From a personal perspective, I'm a CA working in the banking industry in London. My wife is a lawyer and General Counsel and Company Secretary of a Telco. She's been in London 13 years and I've been here 11. We're both hoping to come home permanently next year with our young children and whilst we accept both the decreases in salary and increases in living costs that NZ will bring, we are nervous about finding jobs within our sectors. Hearing of employers being put off by experienced professionals such as ourselves who see us as a threat or don't have the foresight to believe our experience is relevant is concerning and very small minded. I'm hoping our experience will differ when we're in that situation ourselves but failing that we'll possibly set up our own business. Or join the hordes residing in Australia permanently.

Hi PES and I do hope you both make it back. You mentioned the KEA LinkedIn forum ... do you feel you've maintained strong links to NZ from the UK? Has KEA been helpful to you on the ground?

Dear Kiwi expat,
You aren't anything special. The world still does not owe you a living.

If you find it difficult to find conventional employment on your return, why not use the skills and experience that you gained overseas to set up enterprises and organizations that reflect those opportunities?

Get your facts straight.
Resident population 4.4m
Nz born living overseas, around 650k the last time Treasury looked at it.

This one million thing is a myth and it's perpetuated by self important folk overseas and also politicians who use it to support their causes.

If you are happy and overseas, good. If not, come home, and vice versa. Lots of successful kiwis in nz. So if you aren't successful here maybe it's not the country that's the problem.

Also, point me to the stats that show that "tall poppy" syndrome is solely a kiwi thing. It exists in all the European and Asian countries I have lived in. Get over it. Don't use it as an excuse for failure .

if your current income is leveraged against coming to NZ than stay where you are as you will be disappointed, if your goal to live in a relative safe unpopulated country with plenty of scope to expand and room for kids to grow then NZ is hard to beat

Well this returned expat has had it ... I'm off again!

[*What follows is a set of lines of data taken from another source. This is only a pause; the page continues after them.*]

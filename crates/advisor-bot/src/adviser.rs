use crate::dialogue::{Answer, DialogueError, DialogueMachine, Turn};
use crate::telemetry::{DecisionRecord, TelemetrySink};
use advisor_core::bayes::STATE_SAFE;
use advisor_core::model::{ParseSportError, Sport};
use advisor_core::profile::{ProfileError, SportProfile};
use once_cell::sync::OnceCell;
use serde::{Deserialize, Serialize};
use std::sync::OnceLock;
use thiserror::Error;
use tracing::{Level, event};

/// Shown to the user whenever a request cannot be served.
pub const FALLBACK_MESSAGE: &str = "No hay recomendaciones disponibles en este momento.";

/// Wire shape returned to chat front ends.
#[derive(Debug, Clone, PartialEq, Serialize, Deserialize)]
pub struct AdviceResponse {
    pub message: String,
    pub is_final: bool,
    pub next_fact: Option<String>,
}

impl AdviceResponse {
    /// Ends the conversation: there is nothing left to ask.
    pub fn fallback() -> Self {
        Self {
            message: FALLBACK_MESSAGE.to_string(),
            is_final: true,
            next_fact: None,
        }
    }
}

impl From<&Turn> for AdviceResponse {
    fn from(turn: &Turn) -> Self {
        Self {
            message: turn.message().to_string(),
            is_final: turn.is_final(),
            next_fact: turn.next_fact().map(str::to_string),
        }
    }
}

#[derive(Debug, Error)]
pub enum AdviceError {
    #[error(transparent)]
    UnsupportedSport(#[from] ParseSportError),
    #[error("{sport} adviser could not be constructed")]
    Construction {
        sport: Sport,
        #[source]
        source: ProfileError,
    },
    #[error("{sport} adviser failed to process the history")]
    Processing {
        sport: Sport,
        #[source]
        source: DialogueError,
    },
}

/// Dialogue + network for one sport. Holds no per-conversation state.
#[derive(Debug, Clone)]
pub struct Adviser {
    profile: SportProfile,
}

impl Adviser {
    pub fn new(sport: Sport) -> Result<Self, ProfileError> {
        Ok(Self::from_profile(SportProfile::build(sport)?))
    }

    pub fn from_profile(profile: SportProfile) -> Self {
        Self { profile }
    }

    pub fn sport(&self) -> Sport {
        self.profile.sport()
    }

    pub fn profile(&self) -> &SportProfile {
        &self.profile
    }

    pub fn turn(&self, history: &[Answer]) -> Result<Turn, AdviceError> {
        DialogueMachine::new(&self.profile)
            .advance(history)
            .map_err(|source| AdviceError::Processing {
                sport: self.sport(),
                source,
            })
    }

    pub fn advise(&self, history: &[Answer]) -> Result<AdviceResponse, AdviceError> {
        self.turn(history).map(|turn| AdviceResponse::from(&turn))
    }
}

/// How the registry builds its advisers.
#[derive(Debug, Clone, Copy, PartialEq, Eq, Default)]
pub enum RegistryMode {
    /// Every sport at start-up; construction errors surface immediately.
    #[default]
    Eager,
    /// Each sport on first use, at most once.
    Lazy,
}

impl RegistryMode {
    pub fn from_env() -> Self {
        static CACHED: OnceLock<RegistryMode> = OnceLock::new();
        *CACHED.get_or_init(|| Self::from_reader(|key| std::env::var(key).ok()))
    }

    fn from_reader<F>(mut read: F) -> Self
    where
        F: FnMut(&str) -> Option<String>,
    {
        match read("ADVISOR_EAGER_REGISTRY") {
            Some(raw) => match raw.trim().to_ascii_lowercase().as_str() {
                "0" | "false" | "off" | "lazy" => RegistryMode::Lazy,
                _ => RegistryMode::Eager,
            },
            None => RegistryMode::default(),
        }
    }
}

/// One adviser per sport, shared by reference across requests.
#[derive(Debug)]
pub struct AdviserRegistry {
    mode: RegistryMode,
    soccer: OnceCell<Result<Adviser, ProfileError>>,
    basketball: OnceCell<Result<Adviser, ProfileError>>,
    telemetry: TelemetrySink,
}

impl AdviserRegistry {
    pub fn eager() -> Result<Self, AdviceError> {
        Self::with_telemetry(RegistryMode::Eager, TelemetrySink::from_env())
    }

    pub fn lazy() -> Self {
        Self::empty(RegistryMode::Lazy, TelemetrySink::from_env())
    }

    pub fn from_env() -> Result<Self, AdviceError> {
        Self::with_telemetry(RegistryMode::from_env(), TelemetrySink::from_env())
    }

    pub fn with_telemetry(mode: RegistryMode, telemetry: TelemetrySink) -> Result<Self, AdviceError> {
        let registry = Self::empty(mode, telemetry);
        if mode == RegistryMode::Eager {
            for sport in Sport::ALL {
                registry.adviser(sport)?;
            }
        }
        Ok(registry)
    }

    fn empty(mode: RegistryMode, telemetry: TelemetrySink) -> Self {
        Self {
            mode,
            soccer: OnceCell::new(),
            basketball: OnceCell::new(),
            telemetry,
        }
    }

    pub fn mode(&self) -> RegistryMode {
        self.mode
    }

    pub fn telemetry(&self) -> &TelemetrySink {
        &self.telemetry
    }

    /// Whether the adviser for `sport` has been built yet.
    pub fn is_built(&self, sport: Sport) -> bool {
        self.slot(sport).get().is_some()
    }

    pub fn adviser(&self, sport: Sport) -> Result<&Adviser, AdviceError> {
        match self.slot(sport).get_or_init(|| Adviser::new(sport)) {
            Ok(adviser) => Ok(adviser),
            Err(source) => Err(AdviceError::Construction {
                sport,
                source: source.clone(),
            }),
        }
    }

    /// Runs one dialogue step for `sport` and records the outcome.
    pub fn turn(&self, sport: Sport, history: &[Answer]) -> Result<Turn, AdviceError> {
        let outcome = self.adviser(sport).and_then(|adviser| adviser.turn(history));
        self.record(sport, history.len(), &outcome);
        outcome
    }

    /// Parses `sport` and answers with the wire shape.
    pub fn advise(&self, sport: &str, history: &[Answer]) -> Result<AdviceResponse, AdviceError> {
        let sport: Sport = sport.parse()?;
        self.turn(sport, history)
            .map(|turn| AdviceResponse::from(&turn))
    }

    /// Like [`AdviserRegistry::advise`], but answers failures with the fallback message.
    pub fn respond(&self, sport: &str, history: &[Answer]) -> AdviceResponse {
        match self.advise(sport, history) {
            Ok(response) => response,
            Err(err) => {
                event!(
                    target: "sport_advisor::turn",
                    Level::ERROR,
                    sport,
                    history_len = history.len(),
                    error = %err,
                );
                AdviceResponse::fallback()
            }
        }
    }

    fn slot(&self, sport: Sport) -> &OnceCell<Result<Adviser, ProfileError>> {
        match sport {
            Sport::Soccer => &self.soccer,
            Sport::Basketball => &self.basketball,
        }
    }

    fn record(&self, sport: Sport, history_len: usize, outcome: &Result<Turn, AdviceError>) {
        let record = match outcome {
            Ok(turn) => {
                let mut record = DecisionRecord::new(sport.as_str(), history_len, turn.kind());
                record.next_fact = turn.next_fact().map(str::to_string);
                if let Turn::Final { posterior, .. } = turn {
                    record.p_safe = posterior.probability_of(STATE_SAFE);
                }
                record
            }
            Err(err) => {
                let mut record = DecisionRecord::new(sport.as_str(), history_len, "error");
                record.error = Some(err.to_string());
                record
            }
        };
        self.telemetry.push(record);
    }
}
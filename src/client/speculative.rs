//! Copyright (c) 2025-2026, Kirky.X
//!
//! MIT License
//!
//! 该模块定义了预加载客户端。
//!
//! 它记录一次请求生命周期内读取过的键，在生命周期结束时以请求标识为键保存下来；
//! 同一请求再次出现时，启动阶段按分组批量查询这些键并放入自己的条目缓存，
//! 之后的逐键读取不再访问存储。

use super::{Item, PitOps, StoreClient};
use crate::backend::Items;
use crate::request::RequestIdentity;
use ahash::AHashMap;
use async_trait::async_trait;
use futures::stream::{BoxStream, StreamExt};
use serde_json::Value;
use std::collections::{BTreeMap, BTreeSet};
use std::sync::atomic::{AtomicBool, Ordering};
use std::sync::{Mutex, PoisonError, RwLock};
use std::time::Instant;
use tracing::{debug, info, instrument, warn};

/// 保存读取记录的内部分组，与调用方的分组互不冲突
pub const SPECULATIVE_GROUP: &str = "__oxpit_speculative";

/// 默认每次批量查询的最大键数
pub const DEFAULT_PRELOAD_CHUNK_SIZE: usize = 500;

/// 读取记录：分组 -> 去重并排序的键列表，分组按名称排序
pub type FetchSet = BTreeMap<String, Vec<String>>;

/// 把累积的读取记录转换为规范形式
pub fn canonical_fetch_set(fetched: &BTreeMap<String, BTreeSet<String>>) -> FetchSet {
    fetched
        .iter()
        .filter(|(_, keys)| !keys.is_empty())
        .map(|(group, keys)| (group.clone(), keys.iter().cloned().collect()))
        .collect()
}

/// 预加载客户端
///
/// 包装一个 [`StoreClient`]，拥有独立的条目缓存。
/// 该缓存只由启动时的批量预加载填充，逐键读取不会写入它。
pub struct SpeculativeClient {
    identity: String,
    origin: StoreClient,
    items: Items,
    saved_keys: RwLock<FetchSet>,
    fetched_keys: Mutex<BTreeMap<String, BTreeSet<String>>>,
    preload_chunk_size: usize,
    preloaded: AtomicBool,
    shut_down: AtomicBool,
}

impl SpeculativeClient {
    /// 创建预加载客户端
    ///
    /// 请求标识只在这里读取一次。
    pub fn new<R: RequestIdentity + ?Sized>(request: &R, origin: StoreClient) -> Self {
        Self {
            identity: request.stable_identity(),
            origin,
            items: Items::new(),
            saved_keys: RwLock::new(FetchSet::new()),
            fetched_keys: Mutex::new(BTreeMap::new()),
            preload_chunk_size: DEFAULT_PRELOAD_CHUNK_SIZE,
            preloaded: AtomicBool::new(false),
            shut_down: AtomicBool::new(false),
        }
    }

    /// 设置每次批量查询的最大键数
    pub fn with_chunk_size(mut self, chunk_size: usize) -> Self {
        self.preload_chunk_size = chunk_size.max(1);
        self
    }

    /// 当前请求标识
    pub fn identity(&self) -> &str {
        &self.identity
    }

    pub fn origin(&self) -> &StoreClient {
        &self.origin
    }

    /// 启动时加载的读取记录
    pub fn saved_keys(&self) -> FetchSet {
        self.saved_keys
            .read()
            .unwrap_or_else(PoisonError::into_inner)
            .clone()
    }

    /// 本次生命周期内读取过的键（规范形式）
    pub fn fetched_keys(&self) -> FetchSet {
        canonical_fetch_set(&self.fetched_keys.lock().unwrap_or_else(PoisonError::into_inner))
    }

    fn record_fetch(&self, key: &str, group: &str) {
        self.fetched_keys
            .lock()
            .unwrap_or_else(PoisonError::into_inner)
            .entry(group.to_string())
            .or_default()
            .insert(key.to_string());
    }

    #[instrument(skip(self), level = "debug", fields(service = %self.origin.service_name()))]
    async fn preload(&self) {
        let saved = match self.origin.get(&self.identity, SPECULATIVE_GROUP).await {
            Some(value) => serde_json::from_value::<FetchSet>(value).unwrap_or_else(|e| {
                warn!("Ignoring malformed fetch record for {}: {}", self.identity, e);
                FetchSet::new()
            }),
            None => FetchSet::new(),
        };

        let start = Instant::now();
        let mut preloaded = 0usize;
        for (group, keys) in &saved {
            self.items.remove_group(group);
            if keys.is_empty() {
                continue;
            }

            match self.fetch_group(group, keys).await {
                Some(resolved) => {
                    for (key, value) in resolved {
                        self.items.add(&key, value, group);
                        preloaded += 1;
                    }
                }
                None => self.origin.record_request("speculative", "preload", "skipped"),
            }
        }
        self.origin.record_duration("speculative", "preload", start);

        if !saved.is_empty() {
            info!(
                "Preloaded {} key(s) across {} group(s) for {}",
                preloaded,
                saved.len(),
                self.identity
            );
        }
        *self.saved_keys.write().unwrap_or_else(PoisonError::into_inner) = saved;
    }

    /// 按块批量查询一个分组，任一块失败时放弃整个分组
    ///
    /// 返回的映射以请求的键为准：`Some` 为存储的值，`None` 为确认不存在。
    /// 结果里只有大小写不同的行时（数据库排序规则不区分大小写），
    /// 该键不放入映射，留给逐键读取按数据库的比较规则处理。
    async fn fetch_group(
        &self,
        group: &str,
        keys: &[String],
    ) -> Option<AHashMap<String, Option<Value>>> {
        let mut resolved = AHashMap::with_capacity(keys.len());
        for chunk in keys.chunks(self.preload_chunk_size) {
            let rows = match self.origin.store().query_many(group, chunk).await {
                Ok(rows) => rows,
                Err(e) => {
                    warn!("Preload of group {} failed, falling back to per-key reads: {}", group, e);
                    return None;
                }
            };

            let mut found: AHashMap<String, Value> = AHashMap::with_capacity(rows.len());
            for row in rows {
                // 行按ID升序，与单键查询一样取最早的一行
                if !found.contains_key(&row.key) {
                    let value = self.origin.decode(&row.value);
                    found.insert(row.key, value);
                }
            }

            for key in chunk {
                if let Some(value) = found.get(key) {
                    resolved.insert(key.clone(), Some(value.clone()));
                    continue;
                }
                let folded = key.to_lowercase();
                if found.keys().any(|k| k.to_lowercase() == folded) {
                    debug!("Key {}/{} matched a differently-cased row, not preloaded", group, key);
                    continue;
                }
                resolved.insert(key.clone(), None);
            }
        }
        Some(resolved)
    }
}

#[async_trait]
impl PitOps for SpeculativeClient {
    /// 先启动底层客户端，再执行一次预加载
    async fn boot(&self) {
        self.origin.boot().await;

        if self.preloaded.swap(true, Ordering::SeqCst) {
            return;
        }
        if !self.origin.is_ready().await {
            debug!("Origin not ready, skipping preload for {}", self.identity);
            return;
        }
        self.preload().await;
    }

    async fn is_ready(&self) -> bool {
        self.origin.is_ready().await
    }

    #[instrument(skip(self), level = "debug", fields(service = %self.origin.service_name()))]
    async fn get(&self, key: &str, group: &str) -> Option<Value> {
        // 命中与否都要记录
        self.record_fetch(key, group);

        if self.items.has(key, group) {
            self.origin.record_request("speculative", "get", "hit");
            return self.items.get(key, group);
        }
        self.origin.record_request("speculative", "get", "miss");
        self.origin.get(key, group).await
    }

    async fn set(&self, key: &str, value: Value, group: &str) {
        self.items.remove(key, group);
        self.origin.set(key, value, group).await;
    }

    async fn delete(&self, key: &str, group: &str) {
        self.items.remove(key, group);
        self.origin.delete(key, group).await;
    }

    async fn flush_group(&self, group: &str) {
        self.items.remove_group(group);
        self.origin.flush_group(group).await;
    }

    fn group<'a>(&'a self, group: &'a str) -> BoxStream<'a, Item<'a>> {
        self.origin
            .row_stream(group)
            .map(move |row| Item::new(row.key, self.origin.decode(&row.value), row.group, self))
            .boxed()
    }

    /// 保存本次的读取记录
    ///
    /// 只有与启动时加载的记录不同，且两者至少一个非空时才写入。
    #[instrument(skip(self), level = "debug", fields(service = %self.origin.service_name()))]
    async fn on_shutdown(&self) {
        if self.shut_down.swap(true, Ordering::SeqCst) {
            return;
        }

        let fetched = self.fetched_keys();
        let saved = self.saved_keys();
        if fetched == saved || (fetched.is_empty() && saved.is_empty()) {
            debug!("Fetch record for {} unchanged", self.identity);
            return;
        }

        match serde_json::to_value(&fetched) {
            Ok(record) => {
                debug!(
                    "Saving fetch record for {} ({} group(s))",
                    self.identity,
                    fetched.len()
                );
                self.origin.set(&self.identity, record, SPECULATIVE_GROUP).await;
            }
            Err(e) => warn!("Failed to encode fetch record for {}: {}", self.identity, e),
        }
    }
}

I've spent 10 years trying to break into local 'scene' without much recognition for a very advanced degree and top experience from over 'there' (somewhere).

Now with multiple excellent job offers, including equity stakes in start-ups I can't stay here any longer in all good conscience waiting for NZ to get over itself. Most times now I do not even get replies to job applications, intro letters.

Sayonara, I really tried to contribute but clearly not wanted here ...

The above post is one of the more genuinely tragic in 2013. Time for the stay-homers to get over the fact that returnees and very, very often, new arrivals have more experience, skills and knowledge than those who opted for 'lifestyle'. Smart countries like Singapore, Aus, RSA, UK welcome new skills and varied experience with open arms, and stow the insecurity.
How about a NYNZ resolution NEVER to be that timid again?

Cronyism is rife in NZ. That's why returning expats with all the skills in the world don't get the few good jobs available. And that's one big reason why NZ's stuck as a low wage low productivity economy.

As an expat I left because NZ pay rates are disgraceful and I refused to be classified as a monkey receiving peanuts.

NZ is also a very sick dangerous country with the highest incidence of child abuse in the world, and the government doesn't do anything different to tackle it.

Would be good to see an article tackle the issues that force Kiwi's to leave. Passport stamps.... get real.

Expat Kiwi's

Are you really? You left not through your own choice. when you return its your own choice as well. No one is forcing you to come.

If your intention is right you will succeed , where you are doesnt matter.
What matters in the end is you so dont blame the country.